• Your task:
Where in the entries below does "ErrorCode" appear? Copy every line that has it.

• Available data:
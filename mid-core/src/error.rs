use crate::reading::SensorId;
use thiserror::Error;

/// Main error type for MID hub operations
#[derive(Error, Debug)]
pub enum MidError {
    #[error("Connection error: {0}")]
    Connection(#[from] std::io::Error),

    #[error("Timeout")]
    Timeout,

    #[error("Empty reply from hub")]
    EmptyReply,

    #[error("Encoding error: {0}")]
    Encoding(String),

    #[error("Unknown reply kind: {0}")]
    UnknownReplyKind(u8),

    #[error("Reply is not a readings packet (kind {0})")]
    NotReadingsReply(u8),

    #[error("Reply is not an error list packet (kind {0})")]
    NotErrorReply(u8),

    #[error("Reply command mismatch: sent {sent}, received {received}")]
    ReplyCommandMismatch { sent: u8, received: u8 },

    #[error("Reply address count mismatch: sent {sent}, received {received}")]
    ReplyAddressCountMismatch { sent: usize, received: usize },

    #[error("Reply size mismatch: expected {expected}, declared {declared}")]
    ReplySize { expected: usize, declared: usize },

    #[error("Reply parse error: {0}")]
    ReplyParse(String),

    #[error("Unparsable reply: {0}")]
    UnparsableReply(String),

    #[error("Formula evaluation error in '{formula}': {cause}")]
    FormulaEvaluation { formula: String, cause: String },

    #[error("Engineering conversion failed for sensor {sensor_id}: {cause}")]
    EngineeringConversion { sensor_id: SensorId, cause: String },

    #[error("Invalid data: {0}")]
    InvalidData(String),

    #[error("Configuration error: {0}")]
    Config(String),
}

impl MidError {
    /// Errors raised while moving bytes: the hub never produced a usable reply.
    pub fn is_transport(&self) -> bool {
        matches!(
            self,
            MidError::Connection(_) | MidError::Timeout | MidError::EmptyReply
        )
    }

    /// Errors raised while matching a reply packet against the command that was sent.
    pub fn is_framing(&self) -> bool {
        matches!(
            self,
            MidError::UnknownReplyKind(_)
                | MidError::ReplyCommandMismatch { .. }
                | MidError::ReplyAddressCountMismatch { .. }
                | MidError::ReplySize { .. }
                | MidError::ReplyParse(_)
                | MidError::UnparsableReply(_)
        )
    }
}

/// Result type alias for MID operations
pub type MidResult<T> = Result<T, MidError>;

#[cfg(test)]
mod tests {
    use super::*;

    #[test]
    fn test_error_classification() {
        assert!(MidError::Timeout.is_transport());
        assert!(MidError::EmptyReply.is_transport());
        assert!(!MidError::Timeout.is_framing());

        let mismatch = MidError::ReplyCommandMismatch { sent: 1, received: 2 };
        assert!(mismatch.is_framing());
        assert!(!mismatch.is_transport());

        let formula = MidError::FormulaEvaluation {
            formula: "log(x)".to_string(),
            cause: "domain".to_string(),
        };
        assert!(!formula.is_framing());
        assert!(!formula.is_transport());
    }
}
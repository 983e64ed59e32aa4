//! Wire protocol for the MID sensor hub
//!
//! This crate is pure: it builds request frames, decodes reply buffers and
//! turns raw unit payloads into readings. It never touches a transport.
//!
//! - [x] General, direct, calibration, ping and hub version frames
//! - [x] Readings / pong / error list / hub version replies
//! - [x] Payload codecs for every unit command
//! - [x] Sandboxed conversion formulas with per-sensor smoothing
//! - [x] Mixed error list + readings reply streams
//! - [ ] CRC check of unit payloads (the hub strips it before forwarding)

pub mod codec;
pub mod conversion;
pub mod descriptor;
pub mod error;
pub mod frame;
pub mod matcher;
pub mod reply;

pub use codec::{codec_for, ChannelResult, ConversionFailure, PayloadCodec, RawUnit, EMPTY_SLOT};
pub use conversion::{
    Conversion, FormulaEvaluator, SafeFormulaEvaluator, SmoothingWindows, SMOOTHING_WINDOW,
};
pub use descriptor::{ChannelConfig, CommandDescriptor, UnitConfig};
pub use error::{MidError, MidResult};
pub use frame::{RequestFrame, UnitCommand, MAX_ADDRESSES, PORT_COUNT};
pub use matcher::{read_calibration_reply, CalibrationReply, CommandOutcome, ReplyMatcher};
pub use reply::{decode_header, version_from_raw, ReplyKind, ReplyReader};
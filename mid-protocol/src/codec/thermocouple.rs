//! Dual thermocouple units

use super::{convert_channel, ChannelResult, PayloadCodec, RawUnit};
use crate::conversion::Conversion;
use crate::descriptor::UnitConfig;
use mid_core::ReadingType;

/// Two 16-bit words per unit, one per thermocouple input
///
/// Each input has its own formula and bias. An input without a sensor id is
/// not wired and produces nothing.
#[derive(Debug, Clone, Copy)]
pub struct ThermocoupleCodec;

impl PayloadCodec for ThermocoupleCodec {
    fn field_widths(&self) -> &'static [usize] {
        &[2, 2]
    }

    fn convert(
        &self,
        unit: &UnitConfig,
        raw: &RawUnit,
        ctx: &mut Conversion<'_>,
    ) -> Vec<ChannelResult> {
        let kinds = [ReadingType::ThermocoupleA, ReadingType::ThermocoupleB];
        unit.channels
            .iter()
            .zip(kinds)
            .enumerate()
            .filter_map(|(i, (channel, kind))| {
                let value = raw.field(i).unwrap_or(0) as f64;
                convert_channel(ctx, channel, kind, value, 0.0, None)
            })
            .collect()
    }
}
//! Core types and utilities for the MID sensor hub protocol
//!
//! This crate provides the error type, error codes, the cycle-wide error
//! aggregator and the reading model used throughout the MID implementation.

pub mod error;
pub mod error_code;
pub mod error_response;
pub mod reading;

pub use error::{MidError, MidResult};
pub use error_code::{ErrorCode, ErrorRecord, ErrorTarget};
pub use error_response::ErrorResponse;
pub use reading::{Reading, ReadingType, SensorId};
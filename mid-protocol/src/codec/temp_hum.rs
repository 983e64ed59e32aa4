//! Temperature / relative humidity units (SHT sensor)

use super::{
    convert_channel, zero_reading, ChannelResult, ConversionFailure, PayloadCodec, RawUnit,
};
use crate::conversion::Conversion;
use crate::descriptor::UnitConfig;
use crate::error::MidError;
use mid_core::{ErrorCode, Reading, ReadingType};

/// Temperatures below this (°F) are the sensor's power-on default
pub const DEFAULT_TEMPERATURE_LIMIT: f64 = -39.0;

/// SHT temperature in °F
pub fn sht_temperature(raw: f64) -> f64 {
    -40.2 + 0.018 * raw
}

/// SHT relative humidity, temperature compensated with `t` in °F
pub fn sht_humidity(raw: f64, t: f64) -> f64 {
    let linear = -2.0468 + 0.0367 * raw - 1.5955e-6 * raw * raw;
    ((t - 32.0) / 1.8 - 25.0) * (0.01 + 0.00008 * raw) + linear
}

/// Two 16-bit words per unit: temperature then humidity
#[derive(Debug, Clone, Copy)]
pub struct TempHumCodec;

impl PayloadCodec for TempHumCodec {
    fn field_widths(&self) -> &'static [usize] {
        &[2, 2]
    }

    fn convert(
        &self,
        unit: &UnitConfig,
        raw: &RawUnit,
        ctx: &mut Conversion<'_>,
    ) -> Vec<ChannelResult> {
        let (Some(temp_channel), Some(hum_channel)) = (unit.channels.first(), unit.channels.get(1))
        else {
            return Vec::new();
        };
        let raw_temp = raw.field(0).unwrap_or(0) as f64;
        let raw_hum = raw.field(1).unwrap_or(0) as f64;

        if raw_temp == 0.0 {
            return [
                zero_reading(ctx, temp_channel, ReadingType::Temperature),
                zero_reading(ctx, hum_channel, ReadingType::Humidity),
            ]
            .into_iter()
            .flatten()
            .collect();
        }

        let temperature = |x: f64, _t: f64| sht_temperature(x);
        let humidity = |x: f64, t: f64| sht_humidity(x, t);

        let temp_result = ctx.apply(temp_channel, raw_temp, 0.0, Some(&temperature));
        let mut results: Vec<ChannelResult> = Vec::with_capacity(2);

        match temp_result {
            Ok(t) => {
                if let Some(id) = temp_channel.sensor_id {
                    results.push(Ok(Reading::new(
                        id,
                        ReadingType::Temperature,
                        t,
                        raw_temp,
                        ctx.timestamp(),
                    )));
                }
                results.extend(convert_channel(
                    ctx,
                    hum_channel,
                    ReadingType::Humidity,
                    raw_hum,
                    t,
                    Some(&humidity),
                ));

                if t < DEFAULT_TEMPERATURE_LIMIT {
                    log::info!(
                        "default value returned by SHT unit {} (temperature {:.1})",
                        raw.address,
                        t
                    );
                    for reading in results.iter_mut().flatten() {
                        reading.error_code = Some(ErrorCode::DEFAULT_VALUE);
                    }
                }
            }
            Err(e) => {
                // humidity is compensated with the temperature, so both go
                for (channel, kind, raw_value) in [
                    (temp_channel, ReadingType::Temperature, raw_temp),
                    (hum_channel, ReadingType::Humidity, raw_hum),
                ] {
                    if let Some(sensor_id) = channel.sensor_id {
                        results.push(Err(ConversionFailure {
                            sensor_id,
                            kind,
                            raw: raw_value,
                            error: MidError::EngineeringConversion {
                                sensor_id,
                                cause: e.to_string(),
                            },
                        }));
                    }
                }
            }
        }

        results
    }
}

• Result below:
pub use error_code::{ErrorCode, ErrorRecord, ErrorTarget};
use mid_core::{ErrorCode, Reading, ReadingType};
                        reading.error_code = Some(ErrorCode::DEFAULT_VALUE);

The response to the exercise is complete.